Acharya allegedly obtained stolen and fraudulent documents while living in India and used them to gain registration with the Medical Board of NSW, NSW Health deputy secretary Karen Crawshaw said in a statement on Tuesday.
He worked in the NSW public health system - specifically at Manly, Hornsby, Wyong and Gosford hospitals - from 2003 to 2014, Ms Crawshaw said.
Premier Gladys Berejiklian acknowledged NSW Health must claim responsibility.
"There's no doubt there's a huge number of questions around his registration criteria, his qualifications, all those issues which I know now, many doctors whether they're from overseas or local, go through so many processes now to demonstrate their qualification. Clearly this didn't happen 11 years ago."
Watch the Health Minister speak about the case:
She said since that time, more "stringent" guidelines had been introduced, but "the fact that it went on for 11 years adds to the surprise and shock that many people are feeling today".
"Clearly we need to make sure at a state level we've done everything we can," she said.
She said that the NSW health minister would raise the issue at the next COAG meeting to determine what went wrong and what needed improving to ensure that people posing as doctors could never practice.

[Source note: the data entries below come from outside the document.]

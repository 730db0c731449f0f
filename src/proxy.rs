/*
 * Copyright (c) 2025 pgElephant. All rights reserved.
 *
 * FauxGate - MongoDB wire-compatible front end for DocumentDB on PostgreSQL
 *
 * @file proxy.rs
 * @brief Backend executor that forwards commands to a native wire server
 */

use crate::backend::{check_reply, BackendExecutor, CallContext};
use crate::error::{FauxGateError, Result};
use crate::listener::AnyStream;
use crate::wire_protocol::{self, WireMessage};
use async_trait::async_trait;
use bson::Document;
use parking_lot::Mutex;
use rustls::ServerName;
use std::time::Duration;
use tokio::io::AsyncWriteExt;
use tokio::net::TcpStream;
use tokio_rustls::TlsConnector;
use tracing::debug;

const MAX_IDLE: usize = 8;

/// Speaks OP_MSG to a reference server. Connections are reused through a
/// small idle list; a connection that saw an error is discarded.
pub struct ProxyExecutor {
    addr: String,
    connect_timeout: Duration,
    tls: Option<(TlsConnector, ServerName)>,
    idle: Mutex<Vec<AnyStream>>,
}

impl ProxyExecutor {
    pub fn new(addr: impl Into<String>, connect_timeout: Duration) -> Self {
        Self {
            addr: addr.into(),
            connect_timeout,
            tls: None,
            idle: Mutex::new(Vec::new()),
        }
    }

    /// Wraps every new connection in TLS, checking the certificate against
    /// `server_name`.
    pub fn with_tls(mut self, connector: TlsConnector, server_name: ServerName) -> Self {
        self.tls = Some((connector, server_name));
        self
    }

    pub fn is_tls(&self) -> bool {
        self.tls.is_some()
    }

    pub fn addr(&self) -> &str {
        &self.addr
    }

    pub fn idle_connections(&self) -> usize {
        self.idle.lock().len()
    }

    async fn connect(&self) -> Result<AnyStream> {
        if let Some(stream) = self.idle.lock().pop() {
            return Ok(stream);
        }
        tokio::time::timeout(self.connect_timeout, self.open())
            .await
            .map_err(|_| {
                FauxGateError::BackendUnavailable(format!("connect to {} timed out", self.addr))
            })?
    }

    async fn open(&self) -> Result<AnyStream> {
        let stream = TcpStream::connect(&self.addr).await.map_err(|e| {
            FauxGateError::BackendUnavailable(format!("connect to {} failed: {}", self.addr, e))
        })?;
        let _ = stream.set_nodelay(true);

        let stream = match &self.tls {
            Some((connector, server_name)) => {
                let stream = connector
                    .connect(server_name.clone(), stream)
                    .await
                    .map_err(|e| {
                        FauxGateError::BackendUnavailable(format!(
                            "TLS handshake with {} failed: {}",
                            self.addr, e
                        ))
                    })?;
                AnyStream::Tls(Box::new(stream.into()))
            }
            None => AnyStream::Tcp(stream),
        };
        debug!(addr = %self.addr, tls = self.tls.is_some(), "opened reference connection");
        Ok(stream)
    }

    fn release(&self, stream: AnyStream) {
        let mut idle = self.idle.lock();
        if idle.len() < MAX_IDLE {
            idle.push(stream);
        }
    }

    async fn round_trip(&self, stream: &mut AnyStream, request: &Document) -> Result<Document> {
        let request_id = wire_protocol::next_request_id();
        let frame = wire_protocol::encode_op_msg(request_id, 0, 0, request)?;
        stream.write_all(&frame).await?;
        stream.flush().await?;

        match wire_protocol::read_message(stream).await? {
            Some(WireMessage::Msg { header, document, .. }) if header.response_to == request_id => {
                Ok(document)
            }
            Some(other) => Err(FauxGateError::WireProtocol(format!(
                "unexpected reply to request {}: op code {} responding to {}",
                request_id,
                other.header().op_code,
                other.header().response_to
            ))),
            None => Err(FauxGateError::BackendUnavailable(format!(
                "{} closed the connection",
                self.addr
            ))),
        }
    }
}

#[async_trait]
impl BackendExecutor for ProxyExecutor {
    fn name(&self) -> &str {
        "proxy"
    }

    async fn execute(&self, ctx: &CallContext, database: &str, command: &Document) -> Result<Document> {
        let mut request = command.clone();
        request.insert("$db", database);

        ctx.run(async {
            let mut stream = self.connect().await?;
            match self.round_trip(&mut stream, &request).await {
                Ok(reply) => {
                    self.release(stream);
                    check_reply(reply)
                }
                Err(FauxGateError::Network(e)) => Err(FauxGateError::BackendUnavailable(format!(
                    "{}: {}",
                    self.addr, e
                ))),
                Err(e) => Err(e),
            }
        })
        .await
    }
}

However Ms Berejiklian added that the matter was also a federal one.
"This is really an issue about how this person got through our border protection system at a national level with fake passport ID and put himself up to be something he clearly isn't,” she said.
Watch the AMA president speak about the case:
"It's unacceptable that he entered our country with a fake passport, fake ID, got through the border protection system, and put himself up for something that he wasn't."
NSW Health would not say whether Mr Acharya had any medical experience before working in Australia.
Ms Crawshaw said Mr Acharya’s status as a junior doctor with limited registration meant he was subject to supervision.
She said Australia's Health Practitioner Regulation Agency advised NSW Health it was investigating Acharya in 2016 - more than two years after he left the state's public health system.
He has since been charged with a breach of the Health Practitioner Regulation National Law, and if convicted faces fines of up to $30,000.